船木 ありますね。よく、外部のお仕事とか他のアイドルさんが集まるお仕事の時て、「私たちはハロー!プロジェクトの代表として来てるんだから、歴史に誇りを持って、責任を持ってやってほしい!」って、いつもももち先輩が言うんですよ。その言葉には、15年やってきたももち先輩だからこその説得力、重みがあるなって思います。

私たちは、そのももち先輩から教わってるんだって気持ちが大きいです。いろんな方が「カントリーのMCすごいね」って言ってくださるので本当に嬉しいですね。

ももち先輩は人類最強です

―船木さんは、“ももちイズム”を継承する、最後の遺伝子じゃないですか。このイズムは、後輩に伝えていきたいと思いますか?

船木 もちろんです! これは2017年の目標でもあるんですけど、ももち先輩が卒業する6月30日まで“ももちイズム”をできるだけ継承して、ももち先輩の行動をもっと察していこうと思います。そして、MCだけじゃなく、パフォーマンスも磨いていきたいです。

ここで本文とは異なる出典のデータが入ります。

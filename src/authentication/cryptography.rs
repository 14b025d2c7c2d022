use argon2::{
    password_hash::{rand_core::OsRng, PasswordHash, PasswordHasher, PasswordVerifier, SaltString},
    Argon2,
};

pub fn hash_password(password: &str) -> Result<String, argon2::password_hash::Error> {
    let salt = SaltString::generate(&mut OsRng);
    let argon2 = Argon2::default();

    Ok(argon2
        .hash_password(password.as_bytes(), &salt)?
        .to_string())
}

pub fn verify_password(
    password: &str,
    password_hash: &str,
) -> Result<bool, argon2::password_hash::Error> {
    let argon2 = Argon2::default();
    let parsed_hash = PasswordHash::new(password_hash)?;

    Ok(argon2
        .verify_password(password.as_bytes(), &parsed_hash)
        .is_ok())
}

#[cfg(test)]
mod tests {
    use super::*;

    #[test]
    fn hash_then_verify() {
        let hash = hash_password("hunter2hunter2").unwrap();

        assert!(verify_password("hunter2hunter2", &hash).unwrap());
        assert!(!verify_password("wrong-password", &hash).unwrap());
    }
}
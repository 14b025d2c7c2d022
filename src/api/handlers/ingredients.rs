use serde::Deserialize;
use sqlx::{Pool, Postgres};
use warp::{http::StatusCode, reject::Rejection, reply::Reply};

use crate::{
    actions,
    authentication::permissions::ActionType,
    error::ApiError,
    form::{Form, FormData},
    jwt::{JwtSessionData, SessionData},
    validate,
};

#[derive(Debug, Deserialize)]
pub struct IngredientQuery {
    pub name: Option<String>,
}

pub async fn list_ingredients(
    query: IngredientQuery,
    pool: Pool<Postgres>,
) -> Result<impl Reply, Rejection> {
    let rows = actions::list_ingredients(query.name, &pool)
        .await
        .map_err(ApiError::rejection)?;

    Ok(warp::reply::json(&rows))
}

pub async fn get_ingredient(id: i32, pool: Pool<Postgres>) -> Result<impl Reply, Rejection> {
    let ingredient = actions::get_ingredient(id, &pool)
        .await
        .map_err(ApiError::rejection)?
        .ok_or_else(|| {
            ApiError::NotFound(String::from("No ingredient exists with specified id")).rejection()
        })?;

    Ok(warp::reply::json(&ingredient))
}

pub async fn create_ingredient(
    session: JwtSessionData,
    data: FormData,
    pool: Pool<Postgres>,
) -> Result<impl Reply, Rejection> {
    let session: SessionData = session.into();
    session
        .authenticate(ActionType::ManageIngredients)
        .map_err(ApiError::rejection)?;

    let form = Form::from_data(data);
    let name = form.get_str("name").map_err(ApiError::rejection)?;
    let measurement_unit = form.get_str("measurement_unit").map_err(ApiError::rejection)?;
    validate::validate_ingredient(&name, &measurement_unit).map_err(|e| e.rejection())?;

    let id = actions::create_ingredient(&name, &measurement_unit, &pool)
        .await
        .map_err(ApiError::rejection)?;
    let ingredient = actions::get_ingredient(id, &pool)
        .await
        .map_err(ApiError::rejection)?
        .ok_or_else(|| {
            ApiError::InternalServerError(String::from("Created ingredient is missing")).rejection()
        })?;

    Ok(warp::reply::with_status(
        warp::reply::json(&ingredient),
        StatusCode::CREATED,
    ))
}

pub async fn update_ingredient(
    id: i32,
    session: JwtSessionData,
    data: FormData,
    pool: Pool<Postgres>,
) -> Result<impl Reply, Rejection> {
    let session: SessionData = session.into();
    session
        .authenticate(ActionType::ManageIngredients)
        .map_err(ApiError::rejection)?;

    let form = Form::from_data(data);
    let name = form.get_str("name").map_err(ApiError::rejection)?;
    let measurement_unit = form.get_str("measurement_unit").map_err(ApiError::rejection)?;
    validate::validate_ingredient(&name, &measurement_unit).map_err(|e| e.rejection())?;

    actions::update_ingredient(id, &name, &measurement_unit, &pool)
        .await
        .map_err(ApiError::rejection)?;
    let ingredient = actions::get_ingredient(id, &pool)
        .await
        .map_err(ApiError::rejection)?
        .ok_or_else(|| {
            ApiError::InternalServerError(String::from("Updated ingredient is missing")).rejection()
        })?;

    Ok(warp::reply::json(&ingredient))
}

pub async fn delete_ingredient(
    id: i32,
    session: JwtSessionData,
    pool: Pool<Postgres>,
) -> Result<impl Reply, Rejection> {
    let session: SessionData = session.into();
    session
        .authenticate(ActionType::ManageIngredients)
        .map_err(ApiError::rejection)?;

    actions::delete_ingredient(id, &pool)
        .await
        .map_err(ApiError::rejection)?;

    Ok(warp::reply::with_status(
        warp::reply(),
        StatusCode::NO_CONTENT,
    ))
}
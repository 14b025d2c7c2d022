use serde::Deserialize;
use serde_json::json;
use sqlx::{Pool, Postgres};
use warp::{http::StatusCode, reject::Rejection, reply::Reply};

use crate::{
    actions,
    authentication::permissions::ActionType,
    error::ApiError,
    form::{Form, FormData},
    jwt::{JwtSessionData, SessionData},
    media::MediaStore,
    schema::UserView,
    validate,
};

#[derive(Debug, Deserialize)]
pub struct PageQuery {
    pub offset: Option<i64>,
}

pub async fn signup(data: FormData, pool: Pool<Postgres>) -> Result<impl Reply, Rejection> {
    let form = Form::from_data(data);
    let email = form.get_str("email").map_err(ApiError::rejection)?;
    let username = form.get_str("username").map_err(ApiError::rejection)?;
    let first_name = form.get_str("first_name").map_err(ApiError::rejection)?;
    let last_name = form.get_str("last_name").map_err(ApiError::rejection)?;
    let password = form.get_str("password").map_err(ApiError::rejection)?;

    validate::validate_email(&email).map_err(|e| e.rejection())?;
    validate::validate_username(&username).map_err(|e| e.rejection())?;
    validate::validate_display_name("first_name", &first_name).map_err(|e| e.rejection())?;
    validate::validate_display_name("last_name", &last_name).map_err(|e| e.rejection())?;
    validate::validate_password(&password).map_err(|e| e.rejection())?;

    let id = actions::register_user(&email, &username, &first_name, &last_name, &password, &pool)
        .await
        .map_err(ApiError::rejection)?;

    let user = actions::get_user_by_id(&pool, id)
        .await
        .map_err(ApiError::rejection)?
        .ok_or_else(|| {
            ApiError::InternalServerError(String::from("Registered user is missing")).rejection()
        })?;

    Ok(warp::reply::with_status(
        warp::reply::json(&UserView::from_user(user, false)),
        StatusCode::CREATED,
    ))
}

pub async fn login(
    data: FormData,
    secret: String,
    pool: Pool<Postgres>,
) -> Result<impl Reply, Rejection> {
    let form = Form::from_data(data);
    let email = form.get_str("email").map_err(ApiError::rejection)?;
    let password = form.get_str("password").map_err(ApiError::rejection)?;

    let token = actions::login_user(&email, &password, &secret, &pool)
        .await
        .map_err(ApiError::rejection)?;

    Ok(warp::reply::json(&json!({ "auth_token": token })))
}

/// Sessions are stateless; logout only acknowledges a valid token.
pub async fn logout(_session: JwtSessionData) -> Result<impl Reply, Rejection> {
    Ok(warp::reply::with_status(
        warp::reply(),
        StatusCode::NO_CONTENT,
    ))
}

pub async fn me(session: JwtSessionData, pool: Pool<Postgres>) -> Result<impl Reply, Rejection> {
    let user = actions::get_user_by_id(&pool, session.user_id)
        .await
        .map_err(ApiError::rejection)?
        .ok_or_else(|| {
            ApiError::InvalidSession(String::from("Session user no longer exists")).rejection()
        })?;

    Ok(warp::reply::json(&UserView::from_user(user, false)))
}

pub async fn update_me(
    session: JwtSessionData,
    data: FormData,
    pool: Pool<Postgres>,
) -> Result<impl Reply, Rejection> {
    let session: SessionData = session.into();
    session
        .authenticate(ActionType::ManageOwnProfile)
        .map_err(ApiError::rejection)?;

    let form = Form::from_data(data);
    let email = form.get_str("email").map_err(ApiError::rejection)?;
    let username = form.get_str("username").map_err(ApiError::rejection)?;
    let first_name = form.get_str("first_name").map_err(ApiError::rejection)?;
    let last_name = form.get_str("last_name").map_err(ApiError::rejection)?;

    validate::validate_email(&email).map_err(|e| e.rejection())?;
    validate::validate_username(&username).map_err(|e| e.rejection())?;
    validate::validate_display_name("first_name", &first_name).map_err(|e| e.rejection())?;
    validate::validate_display_name("last_name", &last_name).map_err(|e| e.rejection())?;

    actions::update_profile(
        session.user_id,
        &email,
        &username,
        &first_name,
        &last_name,
        &pool,
    )
    .await
    .map_err(ApiError::rejection)?;

    let user = actions::get_user_by_id(&pool, session.user_id)
        .await
        .map_err(ApiError::rejection)?
        .ok_or_else(|| {
            ApiError::InvalidSession(String::from("Session user no longer exists")).rejection()
        })?;

    Ok(warp::reply::json(&UserView::from_user(user, false)))
}

pub async fn delete_me(
    session: JwtSessionData,
    pool: Pool<Postgres>,
) -> Result<impl Reply, Rejection> {
    let session: SessionData = session.into();
    session
        .authenticate(ActionType::ManageOwnProfile)
        .map_err(ApiError::rejection)?;

    actions::delete_user(session.user_id, &pool)
        .await
        .map_err(ApiError::rejection)?;

    Ok(warp::reply::with_status(
        warp::reply(),
        StatusCode::NO_CONTENT,
    ))
}

pub async fn list_users(query: PageQuery, pool: Pool<Postgres>) -> Result<impl Reply, Rejection> {
    let page = actions::fetch_users(query.offset.unwrap_or(0), &pool)
        .await
        .map_err(ApiError::rejection)?;

    Ok(warp::reply::json(&page))
}

pub async fn get_user_detail(
    id: i32,
    session: Option<JwtSessionData>,
    pool: Pool<Postgres>,
) -> Result<impl Reply, Rejection> {
    let user = actions::get_user_by_id(&pool, id)
        .await
        .map_err(ApiError::rejection)?
        .ok_or_else(|| {
            ApiError::NotFound(String::from("No user exists with specified id")).rejection()
        })?;

    let is_subscribed = match session {
        Some(session) => actions::is_subscribed(session.user_id, id, &pool)
            .await
            .map_err(ApiError::rejection)?,
        None => false,
    };

    Ok(warp::reply::json(&UserView::from_user(user, is_subscribed)))
}

pub async fn put_avatar(
    session: JwtSessionData,
    data: FormData,
    media: MediaStore,
    pool: Pool<Postgres>,
) -> Result<impl Reply, Rejection> {
    let form = Form::from_data(data);
    let payload = form.get_str("avatar").map_err(ApiError::rejection)?;

    let avatar = media
        .store_image(&payload, "avatars")
        .await
        .map_err(ApiError::rejection)?;

    actions::set_avatar(session.user_id, &avatar, &pool)
        .await
        .map_err(ApiError::rejection)?;

    Ok(warp::reply::json(&json!({ "avatar": avatar })))
}

pub async fn delete_avatar(
    session: JwtSessionData,
    pool: Pool<Postgres>,
) -> Result<impl Reply, Rejection> {
    actions::clear_avatar(session.user_id, &pool)
        .await
        .map_err(ApiError::rejection)?;

    Ok(warp::reply::with_status(
        warp::reply(),
        StatusCode::NO_CONTENT,
    ))
}

pub async fn subscribe(
    id: i32,
    session: JwtSessionData,
    pool: Pool<Postgres>,
) -> Result<impl Reply, Rejection> {
    let session: SessionData = session.into();
    session
        .authenticate(ActionType::ManageOwnSubscriptions)
        .map_err(ApiError::rejection)?;

    actions::subscribe(session.user_id, id, &pool)
        .await
        .map_err(ApiError::rejection)?;

    let author = actions::get_user_by_id(&pool, id)
        .await
        .map_err(ApiError::rejection)?
        .ok_or_else(|| {
            ApiError::NotFound(String::from("No user exists with specified id")).rejection()
        })?;

    Ok(warp::reply::with_status(
        warp::reply::json(&UserView::from_user(author, true)),
        StatusCode::CREATED,
    ))
}

pub async fn unsubscribe(
    id: i32,
    session: JwtSessionData,
    pool: Pool<Postgres>,
) -> Result<impl Reply, Rejection> {
    let session: SessionData = session.into();
    session
        .authenticate(ActionType::ManageOwnSubscriptions)
        .map_err(ApiError::rejection)?;

    actions::unsubscribe(session.user_id, id, &pool)
        .await
        .map_err(ApiError::rejection)?;

    Ok(warp::reply::with_status(
        warp::reply(),
        StatusCode::NO_CONTENT,
    ))
}

pub async fn subscriptions(
    session: JwtSessionData,
    query: PageQuery,
    pool: Pool<Postgres>,
) -> Result<impl Reply, Rejection> {
    let page = actions::fetch_subscriptions(session.user_id, query.offset.unwrap_or(0), &pool)
        .await
        .map_err(ApiError::rejection)?;

    Ok(warp::reply::json(&page))
}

―なるほど。では、そろそろ最後なんですが、船木さんにとって「嗣永桃子」とは、どういう人物ですか?

船木 私が今まで会った中で、人類の中で一番すごい人間ですね。人類最強。

―人類最強!? ヒョードルとかアントニオ猪木さんとかに使う言葉ですよ!(笑)

船木 ももち先輩って、時間とか全ての先が見えてるんですよ。ただ紙に文字を書くにしても、紙の右端から左の端まで全部ぴったりに収まったりとか。そういうちょっとしたところから、全てがすごいんです!

―尊敬っぷりが本当にすごい!(笑) では、「ももちイズム最後の継承者」として2017年、頑張ってください。

船木 はい! ありがとうございました! これからは自己紹介の時に「ももちイズム最後の継承者の船木結です!」って言うようにします!

―いや、そこまでしなくてもいいです(笑)。